In 25 years of being a health policy analyst, "I have not seen anything like the response that we've seen from this provision," Richard Kronick, deputy assistant secretary for health policy for the U.S. Department of Health and Human Services, said in a news briefing Tuesday.

"The fraction of 19 to 25 year-olds with insurance has increased by 10 percentage points in a very short period of time, between September, 2010 and the end of 2011," compared to what it was before the provision took effect on Sept. 23, 2010.

HHS Secretary Kathleen Sebelius said the provision now allows "mothers and fathers to breathe a little easier" with no worries about who would pay the bill if their child was seriously injured or became ill. 

"In the past, many young adults just starting their careers, or still studying, struggled to find affordable coverage. That led some to take jobs they otherwise wouldn't have just because they offered health insurance. And others simply went without coverage, living just one accident or illness away from a lifetime of medical bills and debt," she said.

The report, issued by the National Center for Health Statistics from the National Health Interview Survey, found that in before this provision of the ACA took effect, 64% of young adults in this age group had health coverage.
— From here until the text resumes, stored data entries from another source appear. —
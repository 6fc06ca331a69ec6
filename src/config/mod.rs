//! Configuration management for Keyrace
//!
//! The race is configured by a single flat [`RaceConfig`]. Values are layered
//! with figment (embedded defaults, user file, project file, environment,
//! command line flags) by [`core`], then checked by [`RaceConfig::validate`]
//! before any thread is started.

pub mod core;
pub mod overrides;


use serde::{Deserialize, Serialize};
use std::time::Duration;

use crate::error::ConfigError;

pub use overrides::ConfigOverrides;

/// Tunables of a race
#[derive(Debug, Clone, PartialEq, Eq, Serialize, Deserialize)]
pub struct RaceConfig {
    /// Plaintext/ciphertext length in bytes (positive multiple of 8)
    pub password_length: usize,

    /// Number of searcher worker threads
    pub num_workers: usize,

    /// Per-round wall-clock budget
    pub round_timeout_seconds: u64,

    /// Pause between rounds
    #[serde(default)]
    pub round_pause_ms: u64,

    /// Warn each time a round's false-positive streak reaches a multiple of
    /// this (0 = never)
    #[serde(default)]
    pub false_positive_warn_threshold: u32,

    /// Stop after this many rounds (0 = forever)
    #[serde(default)]
    pub max_rounds: u64,

    /// Seed for the reference oracle's randomness
    #[serde(default, skip_serializing_if = "Option::is_none")]
    pub seed: Option<u64>,
}

impl Default for RaceConfig {
    fn default() -> Self {
        Self {
            password_length: 32,
            num_workers: 4,
            round_timeout_seconds: 5,
            round_pause_ms: 1000,
            false_positive_warn_threshold: 0,
            max_rounds: 0,
            seed: None,
        }
    }
}

impl RaceConfig {
    /// Fail fast on values the race cannot run with
    pub fn validate(&self) -> Result<(), ConfigError> {
        if self.password_length == 0 || self.password_length % 8 != 0 {
            return Err(ConfigError::InvalidPasswordLength(self.password_length));
        }
        if self.num_workers == 0 {
            return Err(ConfigError::NoWorkers);
        }
        if self.round_timeout_seconds == 0 {
            return Err(ConfigError::ZeroTimeout);
        }
        Ok(())
    }

    /// Key length in bytes
    pub fn key_length(&self) -> usize {
        self.password_length / 8
    }

    pub fn round_timeout(&self) -> Duration {
        Duration::from_secs(self.round_timeout_seconds)
    }

    pub fn round_pause(&self) -> Duration {
        Duration::from_millis(self.round_pause_ms)
    }

    /// `None` when the race runs until cancelled
    pub fn round_limit(&self) -> Option<u64> {
        (self.max_rounds > 0).then_some(self.max_rounds)
    }
}
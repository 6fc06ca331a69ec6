//! Console output for the keyrace CLI
//!
//! Diagnostics go through `tracing` to stderr; this is the human-facing
//! report on stdout.

use console::style;

use crate::race::{RaceSummary, RoundOutcome, RoundReport};

/// Output handler for consistent CLI formatting
pub struct Output {
    verbose: bool,
    quiet: bool,
}

impl Output {
    pub fn new(verbose: bool, quiet: bool) -> Self {
        Self { verbose, quiet }
    }

    pub fn success(&self, message: &str) {
        if !self.quiet {
            println!("{} {}", style("✔").green(), message);
        }
    }

    /// Errors are always shown, even in quiet mode
    pub fn error(&self, message: &str) {
        eprintln!("{} {}", style("✖").red(), message);
    }

    pub fn warning(&self, message: &str) {
        if !self.quiet {
            println!("{} {}", style("⚠").yellow(), message);
        }
    }

    pub fn info(&self, message: &str) {
        if !self.quiet {
            println!("{} {}", style("ℹ").blue(), message);
        }
    }

    pub fn header(&self, title: &str) {
        if !self.quiet {
            println!("\n{}", style(title).bold().underlined());
        }
    }

    pub fn key_value(&self, key: &str, value: impl std::fmt::Display) {
        if !self.quiet {
            println!("  {} {}", style(format!("{key}:")).dim(), style(value).yellow().bold());
        }
    }

    /// One line per finished round
    pub fn round(&self, report: &RoundReport) {
        let seconds = report.elapsed.as_secs_f64();
        match &report.outcome {
            RoundOutcome::Cracked(candidate) => {
                self.success(&format!(
                    "Round {} cracked by worker {} after {} trials in {:.2}s: {}",
                    report.round_id,
                    candidate.worker_id,
                    candidate.iteration_count,
                    seconds,
                    style(candidate.plaintext_lossy()).cyan()
                ));
            }
            RoundOutcome::TimedOut => {
                self.warning(&format!(
                    "Round {} timed out after {:.2}s",
                    report.round_id, seconds
                ));
            }
        }

        if self.verbose && (report.false_positives > 0 || report.pending_discarded > 0) {
            println!(
                "  {} {} false positives, {} pending discarded",
                style("•").cyan(),
                style(report.false_positives).yellow().bold(),
                style(report.pending_discarded).yellow().bold()
            );
        }
    }

    pub fn summary(&self, summary: &RaceSummary) {
        self.header("Race summary");
        self.key_value("Rounds", summary.rounds.len());
        self.key_value("Cracked", summary.cracked());
        self.key_value("Timed out", summary.timed_out());
        self.key_value("False positives", summary.false_positives());
        self.key_value("Trials", summary.total_trials());
        self.key_value("Submitted", summary.total_submitted());

        if self.verbose {
            for worker in &summary.workers {
                println!(
                    "  {} worker {}: {} trials, {} submitted, {} rejected as stale",
                    style("•").cyan(),
                    worker.worker_id,
                    style(worker.trials).yellow().bold(),
                    style(worker.submitted).yellow().bold(),
                    worker.rejected_stale
                );
            }
        }
    }
}
//! Command-line interface for Keyrace
//!
//! Argument parsing with clap, logging setup, and dispatch to the command
//! implementations in [`commands`].

use anyhow::Result;
use clap::{Parser, Subcommand};

pub mod commands;
mod output;

pub use output::Output;

/// Keyrace - one generator, many searchers, one verifier
#[derive(Parser)]
#[command(name = "keyrace", author, version, about, long_about = None)]
#[command(propagate_version = true)]
pub struct Cli {
    /// Configuration file path
    #[arg(short, long, value_name = "FILE", global = true)]
    pub config: Option<String>,

    /// Increase verbosity (can be repeated)
    #[arg(short, long, action = clap::ArgAction::Count, global = true)]
    pub verbose: u8,

    /// Suppress non-error output
    #[arg(short, long, global = true)]
    pub quiet: bool,

    #[command(subcommand)]
    pub command: Option<Commands>,
}

#[derive(Subcommand)]
pub enum Commands {
    /// Run the race
    Run(commands::run::RunArgs),
    /// Configuration management
    #[command(subcommand)]
    Config(ConfigCommands),
}

#[derive(Subcommand)]
pub enum ConfigCommands {
    /// Print the merged configuration
    Show,
    /// Validate the merged configuration
    Validate,
}

impl Cli {
    pub fn run(self) -> Result<()> {
        setup_logging(self.verbose, self.quiet);
        let output = Output::new(self.verbose > 0, self.quiet);

        match self.command {
            Some(Commands::Run(args)) => commands::run::execute(args, self.config.as_deref(), &output),
            Some(Commands::Config(ConfigCommands::Show)) => {
                commands::config::show(self.config.as_deref())
            }
            Some(Commands::Config(ConfigCommands::Validate)) => {
                commands::config::validate(self.config.as_deref(), &output)
            }
            None => {
                output.info("Run 'keyrace --help' for usage information");
                Ok(())
            }
        }
    }
}

fn setup_logging(verbose: u8, quiet: bool) {
    if quiet {
        return;
    }

    let filter = tracing_subscriber::EnvFilter::try_from_default_env().unwrap_or_else(|_| {
        match verbose {
            0 => tracing_subscriber::EnvFilter::new("warn"),
            1 => tracing_subscriber::EnvFilter::new("info"),
            2 => tracing_subscriber::EnvFilter::new("debug"),
            _ => tracing_subscriber::EnvFilter::new("trace"),
        }
    });

    // try_init: a subscriber may already be installed when driven from tests
    let _ = tracing_subscriber::fmt()
        .with_env_filter(filter)
        .with_target(false)
        .with_thread_names(true)
        .with_writer(std::io::stderr)
        .try_init();
}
By the end of 2011, 74.8% were covered, largely because of a boost in the number of individuals covered by private insurance plans.

"Gains in coverage were particularly large for young men, whose rate of coverage increased from 57.9% to 72% during this time period," the report said.  "Before this policy took effect, young men ages 19-25 had the highest rates of being without insurance of any particular gender-age group combination." 

Coverage among young women also increased from 71.2% to 77.5%

The HHS release comes a few days after at least two major health insurance companies, UnitedHealth Group and Humana, pledged that even if the ACA is declared unconstitutional by the Supreme Court, they will continue to cover young adults ages 19 to 26 under their parents' health plans.

Sebelius mentioned that the ACA's provisions affecting young adults also takes some of the load off of other health plan policy holders, who previously bore the cost of caring for this segment of the uninsured population.

Asked about what the Obama administration is planning as a contingency plan in case the ACA is overturned, Kronick replied, "We're not going to go into what we may or may not do after a decision. We do believe the ACA is constitutional and expect the Supreme Court to render its decision affirming that, and what we're focusing on today is educating the American people about what the healthcare law has already accomplished, and what it will continue to do between now and 2014."

Asked for an estimate on how much health insurance companies have paid out in medical expenses for this population since the provision took effect, Kronick acknowledged that insurance companies have indicated the costs have not been high because most young people are healthy.

"What we do know is that because the 19-25 year olds are healthier than average, the per person cost of insurance almost certainly went down as the risk pool has improved. And that same dynamic is expected in 2014."